Ziegfeld tenía razón: los estadounidenses esperaban sentimiento y no humor de una cantante francesa. Me sentí alborozada cuando el crítico de The New York Times describió mi voz como «un instrumento líquido con las notas tejidas con hilo dorado».
No obstante, y por desgracia, el espectáculo no tuvo éxito. El trío cómico —especialmente Durante, al que apodaron afectuosamente «Schnozzola[2]» por su enorme nariz— recibió buenas críticas por su actuación junto con los bailarines Eddie Foy, Harriet Hoctor, las bailarinas y yo misma, pero los críticos cargaron contra todos los demás, incluida Ruby Keeler. «Renquea por el escenario con tanto fuego como el de una caja de cerillas húmeda en lugar de como una muchacha de Brooklyn decidida a aprovechar su gran oportunidad», decía una crítica. Apenas unas semanas más tarde, Ruby abandonó el espectáculo, alegando que padecía mala salud, y fue sustituida por Dorothy Stone. La estrella de cine de Hollywood aceleró un poco el ritmo, pero la obra era algo bastante aproximado a lo que los críticos describían: una farsa lenta e inconexa donde no pasaba apenas nada.
Ziegfeld culpó a las trilladas letras de los Gershwin del fracaso del espectáculo y se negó a pagarles. Los hermanos lo demandaron, pero para cuando el caso llegó a los tribunales la bolsa ya se había desplomado, así que no hubieran podido reclamarle ni un céntimo a Ziegfeld de todos modos. Tanto él como la mayor parte de Nueva York estaban arruinados.
Cuando André y yo partimos hacia Sudamérica, los repartidores de periódicos gritaban titulares como: «Las bolsas se derrumban: estampida en toda la nación por vender»; «Torrente inesperado de liquidaciones» y «Pérdida de dos mil millones y medio de dólares de ahorros». La peor parte fueron las historias de empresarios arruinados saltando de las ventanas de los edificios de treinta plantas y desde el puente de Brooklyn.
—Si se calmaran, las cosas se estabilizarían más deprisa.

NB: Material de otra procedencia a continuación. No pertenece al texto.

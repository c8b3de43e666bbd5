//! Error types for the stores

use std::path::PathBuf;

/// Errors from cooldown or history storage
#[derive(Debug, thiserror::Error)]
pub enum StoreError {
    /// Backend unreachable or refusing requests
    #[error("store unavailable: {0}")]
    Unavailable(String),

    /// IO error on a file-backed store
    #[error("io error on {path}: {source}")]
    Io {
        /// File involved
        path: PathBuf,
        /// Underlying error
        #[source]
        source: std::io::Error,
    },

    /// Stored data could not be (de)serialized
    #[error("serialization error: {0}")]
    Serialization(#[from] serde_json::Error),
}

impl StoreError {
    /// Create IO error for path
    pub fn io_error(path: impl Into<PathBuf>, source: std::io::Error) -> Self {
        Self::Io {
            path: path.into(),
            source,
        }
    }
}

Incluso verían que tienen la oportunidad de crear nuevas fortunas —comentó André.
Asentí, dándole la razón. Sin embargo, yo sabía algo que André ignoraba, algo que aquellos empresarios también debían de haber experimentado. Yo sabía lo que era ser pobre y que, una vez que uno consigue ser rico, cualquier cosa es mejor que volver a la pobreza de nuevo.